Tekoa isn’t your average settlement, and certainly not your average settlement with a large religious population. It is a hub of artists, performers, and hippies. It was the home of Menachem Froman, the kabbalist rabbi and pioneer of settler peace activism — a man who tried to thrash out a peace deal with Hamas and who was prepared to live in his settlement under Palestinian rule if needed for the sake of peace.

Over recent days Ansbacher’s poems, set to music, have been heard at memorial gatherings around Tekoa. “Peace songs with the word ‘shalom’ fell out of favor with the collapse of Oslo, but they are being sung now,” Shaul Judelmen, a rabbi who moved from Seattle to Tekoa, told me on Tuesday. He was referring to the 1993 Oslo Peace Accords, which ushered in a period of hopefulness between Israelis and Palestinians.

“Act,” she wrote in her final poem, “To make your world / A world of peace / Everlasting peace / The peace of youth.” She wrote about the purity of youth and making “peace within yourself.”

In Tekoa there is a bitter sense of deja vu. “This is the fourth child this community has lost to terror in the last 20 years,” local leader Shani Simkowitz told me. “The tragedy has a ripple effect on everyone here — friends, family, and the whole community.” One of those murdered, 13-year-old Koby Mandell, was an Israeli-American, his family having emigrated from the United States to Israel in 1996. His mother, Sherri Mandell, is the author of “Blessings of a Broken Heart,” about coping with her son’s murder.

Yet despite this familiarity with the cruelty of the conflict, there remains an optimism in Tekoa. The mourning has been so far outside the box that Palestinians visited the shiva house.

In an unusual scene, 10 Palestinians, including a prominent sheikh, arrived at the shiva house. They showed up with 10 Israelis, mostly settlers, who planned the visit with them.
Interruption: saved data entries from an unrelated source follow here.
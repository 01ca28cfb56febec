use crate::model::{Event, RoutingMeta};
use crate::telegram::{EventSource, RawMessage, RawUpdate, RawUpdateKind, RawUser, TransportError};
use async_trait::async_trait;
use std::sync::Arc;
use thiserror::Error;
use tracing::{debug, instrument, warn};

/// An update that cannot be turned into an [`Event`]. Such updates are dropped.
#[derive(Debug, Error, PartialEq, Eq)]
pub enum MalformedEvent {
    #[error("update {update_id}: callback query without data")]
    MissingCallbackData { update_id: i64 },
    #[error("update {update_id}: callback query without originating message")]
    MissingCallbackMessage { update_id: i64 },
    #[error("update {update_id}: message without sender")]
    MissingSender { update_id: i64 },
}

#[async_trait]
pub trait Fetcher: Send {
    async fn fetch(&mut self, limit: u8) -> Result<Vec<Event>, TransportError>;
}

/// Pulls updates from an [`EventSource`] and owns the cursor into its stream.
pub struct UpdateFetcher {
    source: Arc<dyn EventSource>,
    cursor: i64,
}

impl UpdateFetcher {
    pub fn new(source: Arc<dyn EventSource>) -> Self {
        Self { source, cursor: 0 }
    }

    /// Offset of the next update this fetcher will ask for.
    pub fn cursor(&self) -> i64 {
        self.cursor
    }
}

#[async_trait]
impl Fetcher for UpdateFetcher {
    #[instrument(skip_all)]
    async fn fetch(&mut self, limit: u8) -> Result<Vec<Event>, TransportError> {
        let updates = self.source.updates(self.cursor, limit).await?;
        debug!(cursor = self.cursor, count = updates.len(), "fetched updates");

        let Some(max_id) = updates.iter().map(|u| u.id).max() else {
            return Ok(Vec::new());
        };
        self.cursor = self.cursor.max(max_id + 1);

        let mut events = Vec::with_capacity(updates.len());
        for update in updates {
            match normalize(update) {
                Ok(event) => events.push(event),
                Err(err) => warn!(%err, "dropping malformed update"),
            }
        }
        Ok(events)
    }
}

/// Users without a username are keyed by their numeric id.
fn owner(user: &RawUser) -> String {
    match user.username.as_deref() {
        Some(name) if !name.is_empty() => name.to_string(),
        _ => format!("id{}", user.id),
    }
}

fn meta(msg: &RawMessage, from: &RawUser) -> RoutingMeta {
    RoutingMeta {
        chat_id: msg.chat_id,
        username: owner(from),
    }
}

pub fn normalize(update: RawUpdate) -> Result<Event, MalformedEvent> {
    let update_id = update.id;
    match update.kind {
        RawUpdateKind::Message(msg) => {
            let Some(from) = msg.from.as_ref() else {
                return Err(MalformedEvent::MissingSender { update_id });
            };
            Ok(Event::Message {
                meta: meta(&msg, from),
                text: msg.text.unwrap_or_default(),
            })
        }
        RawUpdateKind::CallbackQuery(q) => {
            let msg = q
                .message
                .ok_or(MalformedEvent::MissingCallbackMessage { update_id })?;
            let text = q
                .data
                .ok_or(MalformedEvent::MissingCallbackData { update_id })?;
            Ok(Event::CallbackQuery {
                meta: meta(&msg, &q.from),
                text,
                callback_id: q.id,
            })
        }
        RawUpdateKind::Other => Ok(Event::Unknown { update_id }),
    }
}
The sheikh, who refused to be quoted by name for fear of recriminations in his community, said: “I, and many other Palestinians, are devastated by this murder and strongly condemn it. This is unacceptable to us — it is against our law and our religion.”

Mourners gather at the funeral for Ori Ansbacher. (Yonatan Sindel/Flash90 via JNS.org)

Eliaz Cohen, a dovish settler who accompanied the Palestinians, said: “Their message was they were sorry they could not prevent such a thing. They expressed frustration that they invest in reconciliation but can’t stop this kind of attack.”

Michelle Helemay-Devir, who organized the visit through the Tag Meir group, told me that the shiva call was “very moving.” She added: “It inspires a little bit of hope even in terrible circumstances and dark, dark times.”

Nonetheless, there was a backlash. The neighboring Palestinian town of Tuqu issued a statement decrying the visit. “We in the town of Tuqu, including all its institutions and clans, deny and condemn any participation in any delegation of this kind,” it said, declaring loyalty to the blood of “martyrs” and determination to be a “thorn in the side” of the “occupation.”

But this kind of backlash is to be expected. In fact, it only highlights the braveness of the 10 Palestinians who went to the shiva to acknowledge the pain of the mourning family and the bitterness of the conflict.

Ansbacher was wise beyond her years, as shown by her ability to navigate the complexity of the place where she lived, and to work through deep questions of what it means to live in a conflict and what it means to be a good person.

Her own words give her the best possible tribute. This is her last poem, which she wrote shortly before her death. The words reverberated from Tekoa to the Bronx, where Rabbi Steven Exler recited them on the Sabbath last week at his shul, the Hebrew Institute of Riverdale:

Act
To make your world
A world of peace
Everlasting peace
The peace of youth

Remember
The young girl you are
The honey there was
Before they collected it from you

Claim for yourself
Anew
This sweetness
That was
Yours

Live, you young girl
Create yourself a world
A world of peace
Before the dialogue with yourself
And with your beloved

Before the agreements
And the separations
And the war
Make peace for yourself
Inside yourself 


Nathan Jeffay is contributing editor at The New York Jewish Week, NJJN’s sister publication.